SECURITIES AND EXCHANGE COMMISSION

Washington, DC 20549

FORM 8-K

CURRENT REPORT

Pursuant to Section 13 or 15(d)

of the Securities Exchange Act of 1934

Date of Report (Date of earliest event reported): September 30, 2022

ALPINE INCOME PROPERTY TRUST, INC.

(Exact name of registrant as specified in its charter)

Maryland

Commission File Number 001-39143

84-2769895

(State or other jurisdiction of

incorporation or organization)

(I.R.S. Employer

Identification No.)

369 N. New York Avenue, Suite 201

Winter Park, Florida

32789

(Address of principal executive offices)

(Zip Code)

Registrant’s Telephone Number, including area code:

(407) 904-3324

1140 N. Williamson Blvd., Suite 140 Daytona Beach, Florida 32114

(Former name or former address, if changed since last report.)

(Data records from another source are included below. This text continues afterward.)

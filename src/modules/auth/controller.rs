use axum::Json;
use axum::extract::State;
use serde_json::json;
use tracing::instrument;
use utoipa::ToSchema;

use crate::middleware::auth::AuthUser;
use crate::state::AppState;
use crate::utils::errors::AppError;
use crate::utils::response::ApiResponse;
use crate::validator::ValidatedJson;

use super::model::{
    ForgotPasswordRequest, LoginData, LoginRequest, RegisterRequestDto, ResetPasswordRequest, User,
};
use super::service::AuthService;

/// Shape of every error body.
#[derive(ToSchema)]
pub struct ErrorResponse {
    pub success: bool,
    pub message: String,
}

/// Register a new user
#[utoipa::path(
    post,
    path = "/api/auth/register",
    request_body = RegisterRequestDto,
    responses(
        (status = 200, description = "User registered successfully", body = User),
        (status = 400, description = "Validation error or email already exists", body = ErrorResponse),
        (status = 500, description = "Internal server error", body = ErrorResponse)
    ),
    tag = "Authentication"
)]
#[instrument(skip(state, dto))]
pub async fn register_user(
    State(state): State<AppState>,
    ValidatedJson(dto): ValidatedJson<RegisterRequestDto>,
) -> Result<Json<ApiResponse<User>>, AppError> {
    let user = AuthService::register_user(&state.db, dto).await?;
    Ok(Json(ApiResponse::with_message(
        "User registered successfully",
        user,
    )))
}

/// Login and receive a JWT token
#[utoipa::path(
    post,
    path = "/api/auth/login",
    request_body = LoginRequest,
    responses(
        (status = 200, description = "Login successful", body = LoginData),
        (status = 401, description = "Invalid credentials", body = ErrorResponse),
        (status = 400, description = "Validation error", body = ErrorResponse),
        (status = 500, description = "Internal server error", body = ErrorResponse)
    ),
    tag = "Authentication"
)]
#[instrument(skip(state, dto))]
pub async fn login_user(
    State(state): State<AppState>,
    ValidatedJson(dto): ValidatedJson<LoginRequest>,
) -> Result<Json<ApiResponse<LoginData>>, AppError> {
    let data = AuthService::login_user(&state.db, dto, &state.jwt_config).await?;
    Ok(Json(ApiResponse::with_message("Login successful", data)))
}

/// Current authenticated user
#[utoipa::path(
    get,
    path = "/api/auth/me",
    responses(
        (status = 200, description = "Current user", body = User),
        (status = 401, description = "Unauthorized", body = ErrorResponse)
    ),
    security(("bearer_auth" = [])),
    tag = "Authentication"
)]
#[instrument(skip(state, auth_user))]
pub async fn me(
    State(state): State<AppState>,
    auth_user: AuthUser,
) -> Result<Json<ApiResponse<serde_json::Value>>, AppError> {
    let user = AuthService::get_user(&state.db, auth_user.user_id()?).await?;
    Ok(Json(ApiResponse::data(json!({ "user": user }))))
}

/// Logout (stateless; tokens simply expire)
#[utoipa::path(
    post,
    path = "/api/auth/logout",
    responses(
        (status = 200, description = "Logout successful")
    ),
    tag = "Authentication"
)]
#[instrument]
pub async fn logout() -> Json<ApiResponse<()>> {
    Json(ApiResponse::message("Logout successful"))
}

/// Request a password reset
#[utoipa::path(
    post,
    path = "/api/auth/forgot-password",
    request_body = ForgotPasswordRequest,
    responses(
        (status = 200, description = "Reset link sent if the account exists"),
        (status = 400, description = "Validation error", body = ErrorResponse)
    ),
    tag = "Authentication"
)]
#[instrument(skip(state, dto))]
pub async fn forgot_password(
    State(state): State<AppState>,
    ValidatedJson(dto): ValidatedJson<ForgotPasswordRequest>,
) -> Result<Json<ApiResponse<()>>, AppError> {
    AuthService::forgot_password(&state.db, dto, &state.jwt_config).await?;
    Ok(Json(ApiResponse::message(
        "If an account with that email exists, a password reset link has been sent",
    )))
}

/// Reset password using a reset token
#[utoipa::path(
    post,
    path = "/api/auth/reset-password",
    request_body = ResetPasswordRequest,
    responses(
        (status = 200, description = "Password reset successful"),
        (status = 400, description = "Invalid or expired token", body = ErrorResponse)
    ),
    tag = "Authentication"
)]
#[instrument(skip(state, dto))]
pub async fn reset_password(
    State(state): State<AppState>,
    ValidatedJson(dto): ValidatedJson<ResetPasswordRequest>,
) -> Result<Json<ApiResponse<()>>, AppError> {
    AuthService::reset_password(&state.db, dto, &state.jwt_config).await?;
    Ok(Json(ApiResponse::message("Password reset successful")))
}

Check the appropriate box below if the Form 8-K filing is intended to simultaneously satisfy the filing obligation of the registrant under any of the following provisions:

Written communications pursuant to Rule 425 under the Securities Act (17 CFR 230.425)

Soliciting material pursuant to Rule 14a-12 under the Exchange Act (17 CFR 240.14a-12)

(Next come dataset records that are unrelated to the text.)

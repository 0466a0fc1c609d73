use std::env;

#[derive(Clone, Debug)]
pub struct CorsConfig {
    pub allowed_origins: Vec<String>,
}

impl CorsConfig {
    pub fn from_env() -> Self {
        let allowed_origins = env::var("ALLOWED_ORIGINS")
            .unwrap_or_else(|_| "http://localhost:3000,http://localhost:5173".to_string())
            .split(',')
            .map(|s| s.trim().to_string())
            .filter(|s| !s.is_empty())
            .collect();

        Self { allowed_origins }
    }
}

Pre-commencement communications pursuant to Rule 14d-2(b) under the Exchange Act (17 CFR 240.14d-2(b))

Pre-commencement communications pursuant to Rule 13e-4(c) under the Exchange Act (17 CFR 240.13e-4(c))

Securities Registered Pursuant to Section 12(b) of the Act

Title of each class

Trading Symbol

Name of each exchange on which registered

Common Stock, $0.01 Par Value

PINE

NYSE

Indicate by check mark whether the registrant is an emerging growth company as defined in Rule 405 of the Securities Act of 1933 (§230.405 of this chapter) or Rule 12b-2 of the Securities Exchange Act of 1934 (§240.12b-2 of this chapter).

Emerging growth company  

If an emerging growth company, indicate by check mark if the registrant has elected not to use the extended transition period for complying with any new or revised financial accounting standards provided pursuant to Section 13(a) of the Exchange Act.  

Item 1.01. Entry into a Material Definitive Agreement.

The information set forth in Item 2.03 of this Current Report on Form 8-K is incorporated by reference into this Item 1.01.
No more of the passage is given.